EXERCISE ▸
In the entries below, find every line with "comes" and copy it.

RECORDS PROVIDED ▸
// Migrate a site from an internal-only pod, or from a template package
// exported earlier, into an enterprise site on this server.

use std::path::{Path, PathBuf};

use tracing::{info, warn};

use sitectl_api::RestClient;
use sitectl_api::idc::{CopySiteForm, EnterpriseCopy, IdcOperation, RepositoryRef};
use sitectl_api::rest::HOME_FOLDER;
use sitectl_api::rest::types::CreateSiteRequest as RestCreateSite;

use crate::command::await_submission;
use crate::command::requests::MigrateSiteRequest;
use crate::config::{ServerConnection, ServerEnv};
use crate::controller::SiteController;
use crate::error::CoreError;
use crate::model::{SITE_PREFIX_MAX, default_site_prefix, transient_template_name};
use crate::session::with_relay;

/// Where the template package comes from.
enum PackageSource<'a> {
    Server(&'a ServerConnection),
    File(PathBuf),
}

pub(crate) async fn migrate_site(
    ctl: &SiteController,
    req: &MigrateSiteRequest,
) -> Result<(), CoreError> {
    let reporter = ctl.reporter();
    let dest = ctl.connection();
    let package = check_request(req, dest, ctl.project_dir())?;

    let name = req.name.clone().unwrap_or_else(|| req.site.clone());
    let site_prefix = match &req.site_prefix {
        Some(prefix) => prefix.chars().take(SITE_PREFIX_MAX).collect(),
        None => default_site_prefix(&name),
    };
    let rest = dest.rest_client()?;

    if rest.site_exists(&name).await? {
        return Err(CoreError::AlreadyExists {
            entity_type: "site".into(),
            identifier: name,
        });
    }
    let repository = rest
        .repository_by_name(&req.repository)
        .await?
        .ok_or_else(|| CoreError::not_found("repository", &req.repository))?;
    reporter.step(&format!("verify repository (Id: {})", repository.id));

    let (zip, template_name) = match package {
        PackageSource::File(path) => {
            let template_name = template_name_of(&path);
            reporter.step(&format!(
                "template file {} name {template_name}",
                path.display()
            ));
            (path, template_name)
        }
        PackageSource::Server(source) => {
            let template_name = transient_template_name(&req.site);
            let zip = ctl
                .packager()
                .create_and_download(source, &template_name, &req.site, &ctl.scratch_dir())
                .await?;
            if !zip.is_file() {
                return Err(CoreError::Internal(format!(
                    "failed to download template {template_name}"
                )));
            }
            (zip, template_name)
        }
    };

    let file = rest.upload_file(HOME_FOLDER, &zip).await?;
    reporter.step(&format!(
        "file {} uploaded to Home folder (Id: {} version:{})",
        file.name, file.id, file.version
    ));

    let target = Target {
        name: &name,
        description: req.description.as_deref().unwrap_or_default(),
        repository_id: &repository.id,
        site_prefix: &site_prefix,
        template_name: &template_name,
        file_id: &file.id,
    };
    let created = import_and_copy(ctl, &rest, &target).await;

    if let Err(e) = rest.delete_file(&file.id).await {
        warn!(file_id = %file.id, error = %e, "could not delete uploaded template file");
    }
    created?;
    reporter.step(&format!("site {name} created on {}", dest.url));
    info!(site = %name, server = %dest.name, "site migrated");
    Ok(())
}

/// Check the servers and the template file before any remote call.
fn check_request<'a>(
    req: &'a MigrateSiteRequest,
    dest: &ServerConnection,
    project_dir: &Path,
) -> Result<PackageSource<'a>, CoreError> {
    if dest.env == ServerEnv::PodIc {
        return Err(CoreError::validation(format!(
            "server {} is not a valid destination to migrate site",
            dest.url
        )));
    }

    if let Some(path) = &req.template_file {
        let path = if path.is_absolute() {
            path.clone()
        } else {
            project_dir.join(path)
        };
        if !path.exists() {
            return Err(CoreError::validation(format!(
                "file {} does not exist",
                path.display()
            )));
        }
        if !path.is_file() {
            return Err(CoreError::validation(format!(
                "{} is not a file",
                path.display()
            )));
        }
        return Ok(PackageSource::File(path));
    }

    match &req.source {
        Some(source) if source.env == ServerEnv::PodIc => Ok(PackageSource::Server(source)),
        Some(source) => Err(CoreError::validation(format!(
            "server {} is not a valid source to migrate site",
            source.url
        ))),
        None => Err(CoreError::validation(
            "either a source server or a template file is required",
        )),
    }
}

/// Template name carried by a package file: its name up to the first dot.
fn template_name_of(path: &Path) -> String {
    let file_name = path
        .file_name()
        .map(|n| n.to_string_lossy().into_owned())
        .unwrap_or_default();
    match file_name.split_once('.') {
        Some((stem, _)) => stem.to_owned(),
        None => file_name,
    }
}

/// The site being created and the uploaded package it comes from.
struct Target<'a> {
    name: &'a str,
    description: &'a str,
    repository_id: &'a str,
    site_prefix: &'a str,
    template_name: &'a str,
    file_id: &'a str,
}

async fn import_and_copy(
    ctl: &SiteController,
    rest: &RestClient,
    target: &Target<'_>,
) -> Result<(), CoreError> {
    let reporter = ctl.reporter();

    if ctl.connection().uses_rest() {
        let submission = rest
            .import_template(target.template_name, target.file_id)
            .await?;
        await_submission(rest, submission, reporter).await?;
        let template_id = imported_template(rest, target.template_name).await?;

        let submission = rest
            .create_site(&RestCreateSite {
                name: target.name.to_owned(),
                template: target.template_name.to_owned(),
                template_id: Some(template_id.clone()),
                description: Some(target.description.to_owned()).filter(|d| !d.is_empty()),
                site_prefix: Some(target.site_prefix.to_owned()),
                repository_id: Some(target.repository_id.to_owned()),
                ..RestCreateSite::default()
            })
            .await;
        let created = match submission {
            Ok(submission) => await_submission(rest, submission, reporter).await,
            Err(e) => Err(e.into()),
        };
        drop_template(rest, &template_id, target.template_name).await;
        return created;
    }

    with_relay(ctl.connection(), reporter, |s| async move {
        s.run(&IdcOperation::ImportTemplatePackage {
            file_id: target.file_id.to_owned(),
        })
        .await?;
        let template_id = imported_template(rest, target.template_name).await?;

        let created = s
            .run(&IdcOperation::CopySite(CopySiteForm {
                site_name: target.name.to_owned(),
                description: target.description.to_owned(),
                template_id: template_id.clone(),
                enterprise: Some(EnterpriseCopy {
                    repository: RepositoryRef {
                        prefix: s.repository_prefix(),
                        id: target.repository_id.to_owned(),
                    },
                    slug_prefix: target.site_prefix.to_owned(),
                    default_language: None,
                    localization_policy_id: None,
                }),
                preserve_content_ids: true,
            }))
            .await;
        drop_template(rest, &template_id, target.template_name).await;
        created.map(|_| ())
    })
    .await
}

async fn imported_template(rest: &RestClient, name: &str) -> Result<String, CoreError> {
    rest.get_template(name, &[])
        .await?
        .map(|t| t.id)
        .ok_or_else(|| CoreError::not_found("template", name))
}

async fn drop_template(rest: &RestClient, id: &str, name: &str) {
    if let Err(e) = rest.delete_template(id, true).await {
        warn!(template = name, error = %e, "could not delete imported template");
    }
}

#[cfg(test)]
mod tests {
    #![allow(clippy::unwrap_used)]

    use std::str::FromStr;

    use secrecy::SecretString;
    use tempfile::TempDir;
    use url::Url;

    use super::*;
    use crate::config::AuthCredentials;

    fn server(url: &str, env: ServerEnv) -> ServerConnection {
        ServerConnection::new(
            "test",
            Url::from_str(url).unwrap(),
            AuthCredentials::Bearer(SecretString::from("t".to_owned())),
        )
        .with_env(env)
    }

    fn request() -> MigrateSiteRequest {
        MigrateSiteRequest {
            site: "legacy".into(),
            repository: "Marketing".into(),
            ..MigrateSiteRequest::default()
        }
    }

    #[test]
    fn source_must_be_an_internal_pod() {
        let dest = server("https://dest.example.com", ServerEnv::PodEc);
        let mut req = request();
        req.source = Some(server("https://src.example.com", ServerEnv::DevEc));
        let err = check_request(&req, &dest, Path::new(".")).err().unwrap();
        assert!(err.to_string().contains("is not a valid source"));

        req.source = Some(server("https://src.example.com", ServerEnv::PodIc));
        assert!(matches!(
            check_request(&req, &dest, Path::new(".")),
            Ok(PackageSource::Server(_))
        ));
    }

    #[test]
    fn destination_cannot_be_an_internal_pod() {
        let dest = server("https://dest.example.com", ServerEnv::PodIc);
        let err = check_request(&request(), &dest, Path::new(".")).err().unwrap();
        assert!(err.to_string().contains("is not a valid destination"));
    }

    #[test]
    fn template_file_is_resolved_against_the_project() {
        let project = TempDir::new().unwrap();
        std::fs::write(project.path().join("Blog.v2.zip"), b"zip").unwrap();
        std::fs::create_dir(project.path().join("folder.zip")).unwrap();
        let dest = server("https://dest.example.com", ServerEnv::PodEc);

        let mut req = request();
        req.template_file = Some(PathBuf::from("Blog.v2.zip"));
        match check_request(&req, &dest, project.path()).unwrap() {
            PackageSource::File(path) => {
                assert_eq!(path, project.path().join("Blog.v2.zip"));
                assert_eq!(template_name_of(&path), "Blog");
            }
            PackageSource::Server(_) => panic!("expected a file"),
        }

        req.template_file = Some(PathBuf::from("folder.zip"));
        let err = check_request(&req, &dest, project.path()).err().unwrap();
        assert!(err.to_string().contains("is not a file"));

        req.template_file = Some(PathBuf::from("missing.zip"));
        let err = check_request(&req, &dest, project.path()).err().unwrap();
        assert!(err.to_string().contains("does not exist"));
    }

    #[test]
    fn needs_a_package_source() {
        let dest = server("https://dest.example.com", ServerEnv::PodEc);
        assert!(check_request(&request(), &dest, Path::new(".")).is_err());
    }
}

ANSWER ▸
/// Where the template package comes from.
/// The site being created and the uploaded package it comes from.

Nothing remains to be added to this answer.